In international investment disputes, arbitral tribunals typically focus on whether the host state’s actions were arbitrary. For instance, in the case of LG&E Energy Corporation v. Argentina, the ICSID tribunal ruled that Argentina’s actions were not arbitrary because they were necessary to prevent an economic collapse during a crisis and were the result of proper evaluation rather than disregard for the rule of law.


Arbitrary behavior often leads to discrimination. Thus, the terms “arbitrary” and “discriminatory” are frequently considered parts of the FET principle. Whether a measure constitutes discrimination often involves applying the non-discrimination principles, including national treatment and most-favored-nation treatment. Arbitral tribunals frequently reference the ICJ judgment in the ELSI case (United States v. Italy), which identified four elements of discriminatory measures: (1) intentional treatment, (2) preferential treatment for one party, (3) over another foreign investor, and (4) typically not applied against others. However, proving these elements in arbitration is often challenging.


iv. Denial of Justice or Due Process


Ensuring procedural fairness when dealing with issues involving individuals or foreign entities is a fundamental requirement of the rule of law and a cornerstone of the FET principle. Failure to uphold procedural fairness constitutes “denial of justice.” According to U.S. investment law, “denial of justice” refers to harm resulting from denial of access to courts or denial of proper procedures or fairness in criminal or civil proceedings. This suggests that denial of justice must involve clear and significant judicial errors.

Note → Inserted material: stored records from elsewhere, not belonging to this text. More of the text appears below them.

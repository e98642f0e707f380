//! Normalized result envelope.

use crate::RouteError;
use serde::Serialize;
use serde_json::Value;
use std::fmt;

/// Error returned in the envelope when every fallback candidate failed.
pub const EXHAUSTED_MESSAGE: &str = "no candidate endpoint succeeded";

/// Machine-readable failure classification.
///
/// Callers render [`ResultEnvelope::error`] to users and branch on this.
#[derive(Debug, Clone, Copy, PartialEq, Eq, Hash, Serialize)]
#[serde(rename_all = "snake_case")]
pub enum ErrorKind {
    /// Logical route is not registered.
    NoRoute,
    /// A path placeholder had no value.
    MissingParameter,
    /// The route table itself is malformed.
    InvalidRoute,
    /// A materialized URL is not usable (e.g. a same-origin path with no base URL).
    InvalidUrl,
    /// The server was never reached (DNS, refused connection, TLS).
    Transport,
    /// The request timed out.
    Timeout,
    /// The server answered with a non-2xx status.
    Http(u16),
    /// The server answered with a markup document instead of data.
    UnexpectedContent,
    /// The server answered 2xx but declined the request (`"success": false`,
    /// or a login response without a token).
    Rejected,
    /// Every fallback candidate failed with a not-found-class error.
    Exhausted,
    /// The session token could not be persisted.
    Storage,
}

impl ErrorKind {
    /// Check if this failure means "the route does not live at this endpoint".
    pub fn is_not_found(&self) -> bool {
        matches!(self, Self::Http(404) | Self::UnexpectedContent)
    }

    /// Check if this failure never reached a server.
    pub fn is_transport(&self) -> bool {
        matches!(self, Self::Transport | Self::Timeout)
    }

    /// Check if the fallback chain may try the next candidate after this failure.
    pub fn advances_fallback(&self) -> bool {
        self.is_not_found() || self.is_transport()
    }

    /// HTTP status carried by the kind, if any.
    pub fn status(&self) -> Option<u16> {
        match self {
            Self::Http(status) => Some(*status),
            _ => None,
        }
    }
}

impl fmt::Display for ErrorKind {
    fn fmt(&self, f: &mut fmt::Formatter<'_>) -> fmt::Result {
        match self {
            Self::NoRoute => write!(f, "no_route"),
            Self::MissingParameter => write!(f, "missing_parameter"),
            Self::InvalidRoute => write!(f, "invalid_route"),
            Self::InvalidUrl => write!(f, "invalid_url"),
            Self::Transport => write!(f, "transport"),
            Self::Timeout => write!(f, "timeout"),
            Self::Http(status) => write!(f, "http_{}", status),
            Self::UnexpectedContent => write!(f, "unexpected_content"),
            Self::Rejected => write!(f, "rejected"),
            Self::Exhausted => write!(f, "exhausted"),
            Self::Storage => write!(f, "storage"),
        }
    }
}

/// Outcome of a logical call.
///
/// `status` is present whenever an HTTP response was received, including
/// failures. `connected` is `false` only when no server was reached.
#[derive(Debug, Clone, PartialEq, Serialize)]
pub struct ResultEnvelope {
    /// Whether the call succeeded.
    pub success: bool,
    /// HTTP status of the response that produced this envelope.
    #[serde(skip_serializing_if = "Option::is_none")]
    pub status: Option<u16>,
    /// Response payload on success.
    #[serde(skip_serializing_if = "Option::is_none")]
    pub data: Option<Value>,
    /// Human-readable failure description.
    #[serde(skip_serializing_if = "Option::is_none")]
    pub error: Option<String>,
    /// Whether a server was reached.
    pub connected: bool,
    /// Failure classification.
    #[serde(skip_serializing_if = "Option::is_none")]
    pub kind: Option<ErrorKind>,
    /// `data` holds plain text that could not be parsed as JSON.
    #[serde(skip_serializing_if = "std::ops::Not::not")]
    pub raw: bool,
    /// URL that produced this envelope.
    #[serde(skip_serializing_if = "Option::is_none")]
    pub endpoint: Option<String>,
    /// Error of the last attempt when every candidate failed.
    #[serde(skip_serializing_if = "Option::is_none")]
    pub detail: Option<String>,
}

impl ResultEnvelope {
    /// Successful envelope with an optional JSON payload.
    pub fn success(data: Option<Value>) -> Self {
        Self {
            success: true,
            status: None,
            data,
            error: None,
            connected: true,
            kind: None,
            raw: false,
            endpoint: None,
            detail: None,
        }
    }

    /// Degraded success: the body was not JSON, so it is returned as text.
    pub fn raw_text(text: impl Into<String>) -> Self {
        Self {
            raw: true,
            ..Self::success(Some(Value::String(text.into())))
        }
    }

    /// Failed envelope where a server did answer.
    pub fn failure(kind: ErrorKind, error: impl Into<String>) -> Self {
        Self {
            success: false,
            status: kind.status(),
            data: None,
            error: Some(error.into()),
            connected: !kind.is_transport(),
            kind: Some(kind),
            raw: false,
            endpoint: None,
            detail: None,
        }
    }

    /// Failed envelope for a request that never reached a server.
    pub fn disconnected(kind: ErrorKind, error: impl Into<String>) -> Self {
        Self {
            connected: false,
            ..Self::failure(kind, error)
        }
    }

    /// Set the HTTP status.
    pub fn with_status(mut self, status: u16) -> Self {
        self.status = Some(status);
        self
    }

    /// Record the URL that produced this envelope.
    pub fn with_endpoint(mut self, endpoint: impl Into<String>) -> Self {
        self.endpoint = Some(endpoint.into());
        self
    }

    /// Check if the failure is a not-found-class failure.
    pub fn is_not_found(&self) -> bool {
        !self.success && self.kind.is_some_and(|k| k.is_not_found())
    }

    /// Check if the fallback chain may move on to the next candidate.
    pub fn advances_fallback(&self) -> bool {
        !self.success && self.kind.is_some_and(|k| k.advances_fallback())
    }

    /// Turn the last failed attempt into the chain-exhausted envelope.
    ///
    /// `error` is exactly [`EXHAUSTED_MESSAGE`]; the last attempt's error
    /// moves to `detail`. Status, connectivity and endpoint are kept.
    pub fn exhausted(mut self) -> Self {
        self.detail = self.error.take().filter(|detail| !detail.is_empty());
        self.success = false;
        self.data = None;
        self.raw = false;
        self.kind = Some(ErrorKind::Exhausted);
        self.error = Some(EXHAUSTED_MESSAGE.to_string());
        self
    }

    /// Look up a field of the JSON payload.
    pub fn field(&self, name: &str) -> Option<&Value> {
        self.data.as_ref().and_then(|d| d.get(name))
    }
}

impl From<RouteError> for ResultEnvelope {
    fn from(err: RouteError) -> Self {
        Self::disconnected(err.kind(), err.to_string())
    }
}

impl From<&RouteError> for ResultEnvelope {
    fn from(err: &RouteError) -> Self {
        Self::disconnected(err.kind(), err.to_string())
    }
}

A mere legal misinterpretation or factual error by domestic courts or administrative bodies does not constitute denial of justice.


In international investment disputes, arbitral tribunals often find violations of the FET principle when government or judicial processes affect investors’ rights without proper notification or are biased against investors.


v. Bad Faith


Host states' actions taken in bad faith toward investors can be deemed violations of the FET principle. However, this is not considered a key element of the principle.


The concept of bad faith relates to the motivation of state authorities or public agencies in dealing with investors. However, no arbitral award has yet ruled that a host state acted in bad faith toward investors.


It is evident that this principle has been interpreted broadly in international investment disputes, encompassing the five elements discussed above. A host state’s action violating any of these elements may constitute a breach of the FET principle.


To limit arbitral tribunals' broad interpretation of the FET principle, some recent investment agreements, such as the CPTPP and ACIA, have clarified and narrowed its scope.


Under Article 9.6(2)(a) of the CPTPP, “fair and equitable treatment” includes the obligation not to deny justice in criminal, civil, or administrative proceedings, consistent with due process principles in the world's fundamental legal systems. Additionally, Clause 4 of the CPTPP clarifies, “For greater certainty, the mere fact that a Party’s action or inaction may be inconsistent with an investor’s expectations does not constitute a breach of this Article, even if it results in harm to the investment under this Agreement.”


This CPTPP provision limits the scope of the FET principle to denial of justice and due process, rather than the five elements discussed above, thereby restricting arbitral tribunals from making broad interpretations of the principle.


4. Conclusion


In addition to the principles discussed, international investment law includes principles related to expropriation and specific commitments ensuring the protection of investors’ activities. However, the principles highlighted here are the most critical for investors when deciding to invest in a country and are often invoked by foreign investors in arbitration against host states. Understanding these principles to ensure domestic laws and regulatory practices align with them will significantly contribute to improving Vietnam's investment and business environment.